THE PROBLEM:
Report how many lines in the records below hold the word "info". Add nothing to the number.

Start of Block

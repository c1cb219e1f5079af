use anyhow::Result;
use clap::Parser;
use log::{error, info};

use mailtriage::config::Config;
use mailtriage::connection_check;
use mailtriage::email::{JsonFileSource, MailSource, RunSummary, TriageProcessor};
use mailtriage::imap_client::ImapMailSource;

const DEFAULT_CONFIG_PATH: &str = "config.json";

#[derive(Parser, Clone)]
#[command(name = "mailtriage")]
#[command(about = "Tri des emails de support : classification, alertes Slack et mots-clés")]
#[command(version = "0.1.0")]
struct Args {
    /// Fichier de configuration (JSON ou TOML), surchargé par les variables d'environnement
    #[arg(short, long, default_value = DEFAULT_CONFIG_PATH)]
    config: String,

    /// Mode dry-run : classe et affiche les emails, sans notification Slack ni fichiers
    #[arg(short, long)]
    dry_run: bool,

    /// Mode daemon : lance le triage aux horaires configurés
    #[arg(long)]
    daemon: bool,

    /// Lire les emails depuis un fichier JSON au lieu de la boîte IMAP
    #[arg(short = 'f', long)]
    from_file: Option<String>,

    /// Répertoire de sortie du journal CSV et du rapport d'analyse
    #[arg(short = 'o', long)]
    output_dir: Option<String>,

    /// Limite du nombre d'emails à traiter (par défaut: fetch_limit)
    #[arg(short = 'l', long)]
    limit: Option<usize>,

    /// Vérifier la configuration sans se connecter
    #[arg(long)]
    check_config: bool,

    /// Tester les connexions Gemini, IMAP et Slack puis quitter
    #[arg(long)]
    test_connections: bool,
}

#[tokio::main]
async fn main() -> Result<()> {
    // Charger le fichier .env s'il existe
    dotenv::dotenv().ok();

    // Parser les arguments CLI
    let args = Args::parse();

    // Initialiser le logging
    env_logger::init();

    if args.dry_run {
        info!("🧪 Démarrage du triage des emails en mode DRY-RUN");
    } else {
        info!("🚀 Démarrage du triage des emails");
    }

    // Charger la configuration
    let mut config = Config::load(&args.config, args.config != DEFAULT_CONFIG_PATH)?;

    if let Some(output_dir) = &args.output_dir {
        config.output_dir = output_dir.clone();
    }

    // Si demandé, vérifier seulement la configuration
    if args.check_config {
        print_config(&config, &args);
        return Ok(());
    }

    if args.test_connections {
        let report = connection_check::test_connections(&config).await;
        println!("\n🔌 Test des connexions");
        for line in report.lines() {
            println!("{}", line);
        }
        if !report.all_passed() {
            anyhow::bail!("{} service(s) injoignable(s)", report.failed_count());
        }
        println!("\n🎉 Tous les services configurés sont joignables");
        return Ok(());
    }

    if args.daemon {
        info!("🔄 Démarrage en mode daemon");
        run_daemon_mode(config, args).await?;
        return Ok(());
    }

    match run_once(&config, args.from_file.as_deref(), args.dry_run, args.limit).await {
        Ok(summary) => {
            print_summary(&summary, &config);
            info!("✅ {} emails traités avec succès", summary.emails_processed());
        }
        Err(e) => {
            error!("❌ Erreur lors du triage: {:#}", e);
            return Err(e);
        }
    }

    Ok(())
}

/// Un passage complet : lecture, classification, notifications, journal et rapport.
async fn run_once(
    config: &Config,
    from_file: Option<&str>,
    dry_run: bool,
    limit: Option<usize>,
) -> Result<RunSummary> {
    let mail_source: Box<dyn MailSource> = match from_file {
        Some(path) => Box::new(JsonFileSource::new(path)),
        None => {
            config.check_mailbox_credentials()?;
            Box::new(ImapMailSource::new(config.imap.clone()))
        }
    };

    let processor = TriageProcessor::from_config(config, mail_source, dry_run)?;
    processor.run(limit).await
}

fn print_config(config: &Config, args: &Args) {
    println!("✅ Configuration valide !");
    match &args.from_file {
        Some(path) => println!("📧 Source des emails: {}", path),
        None => println!(
            "📧 IMAP: {}@{}:{} ({}, {}, max {})",
            config.imap.username,
            config.imap.server,
            config.imap.port,
            config.imap.mailbox,
            config.imap.search,
            config.imap.fetch_limit
        ),
    }
    match &config.gemini {
        Some(gemini) => println!(
            "🤖 Modèle Gemini: {} (clé: {})",
            gemini.model,
            mask(&gemini.api_key)
        ),
        None => println!("🤖 Gemini: non configuré (classification par mots-clés uniquement)"),
    }
    match &config.slack {
        Some(slack) if slack.bot_token.is_some() => println!("💬 Slack: token bot"),
        Some(_) => println!("💬 Slack: webhook entrant"),
        None => println!("💬 Slack: désactivé"),
    }
    println!("📂 Catégories (par défaut: {}):", config.triage.default_category);
    for category in &config.triage.categories {
        println!(
            "   - {} → {} ({} mot(s)-clé(s))",
            category.name,
            config.triage.channel_for(category.name.trim()),
            category.keywords.len()
        );
    }
    println!("📁 Répertoire de sortie: {}", config.output_dir);
}

fn mask(secret: &str) -> String {
    let visible: String = secret.chars().take(4).collect();
    format!("{}…", visible)
}

fn print_summary(summary: &RunSummary, config: &Config) {
    let order: Vec<String> = config
        .triage
        .categories
        .iter()
        .map(|c| c.name.trim().to_string())
        .collect();

    println!("\n{}", "=".repeat(50));
    println!("📈 RÉSUMÉ DE L'ANALYSE");
    println!("{}", "=".repeat(50));
    for line in summary.analytics_lines(&order) {
        println!("{}", line);
    }

    if let Some(path) = &summary.log_path {
        println!("\n📄 Journal: {}", path.display());
    }
    if let Some(path) = &summary.report_path {
        println!("📊 Rapport: {}", path.display());
    }
}

async fn run_daemon_mode(config: Config, args: Args) -> Result<()> {
    use chrono::{Local, Timelike};
    use tokio_cron_scheduler::{Job, JobScheduler};

    if !config.scheduler.enabled {
        error!("❌ Le mode daemon nécessite scheduler_enabled=true dans la configuration");
        anyhow::bail!("Scheduler non activé dans la configuration");
    }

    if config.scheduler.schedule_times.is_empty() {
        error!("❌ Aucun horaire défini (SCHEDULER_TIMES)");
        anyhow::bail!("Aucun horaire défini");
    }

    info!("📅 Horaires de triage configurés: {:?}", config.scheduler.schedule_times);

    let scheduler = JobScheduler::new().await?;

    for schedule_time in &config.scheduler.schedule_times {
        let parts: Vec<&str> = schedule_time.split(':').collect();
        if parts.len() != 2 {
            error!("❌ Format d'horaire invalide: {}. Utilisez HH:MM", schedule_time);
            continue;
        }

        let hour = parts[0];
        let minute = parts[1];

        // Format cron: "0 minute heure * * *" (tous les jours)
        let cron_expr = format!("0 {} {} * * *", minute, hour);
        info!("📆 Ajout du job planifié: {} (cron: {})", schedule_time, cron_expr);

        let config_clone = config.clone();
        let from_file = args.from_file.clone();
        let dry_run = args.dry_run;
        let limit = args.limit;
        let schedule_time_clone = schedule_time.clone();

        let job = Job::new_async(cron_expr.as_str(), move |_uuid, _l| {
            let config = config_clone.clone();
            let from_file = from_file.clone();
            let schedule_time = schedule_time_clone.clone();

            Box::pin(async move {
                info!("⏰ Exécution planifiée à {} - récupération des emails...", schedule_time);

                match run_once(&config, from_file.as_deref(), dry_run, limit).await {
                    Ok(summary) => {
                        info!(
                            "✅ Triage planifié terminé: {} emails traités à {}",
                            summary.emails_processed(),
                            schedule_time
                        );
                    }
                    Err(e) => {
                        error!("❌ Échec du triage planifié à {}: {:#}", schedule_time, e);
                    }
                }
            })
        })?;

        scheduler.add(job).await?;
    }

    scheduler.start().await?;

    info!("✅ Daemon démarré. En attente des horaires programmés...");
    info!("⏸️  Appuyez sur Ctrl+C pour arrêter le daemon");

    loop {
        tokio::time::sleep(tokio::time::Duration::from_secs(60)).await;

        let now = Local::now();
        if now.minute() == 0 {
            info!("💓 Daemon actif - {}", now.format("%Y-%m-%d %H:%M"));
        }
    }
}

End of Block

TASK RESULT:
12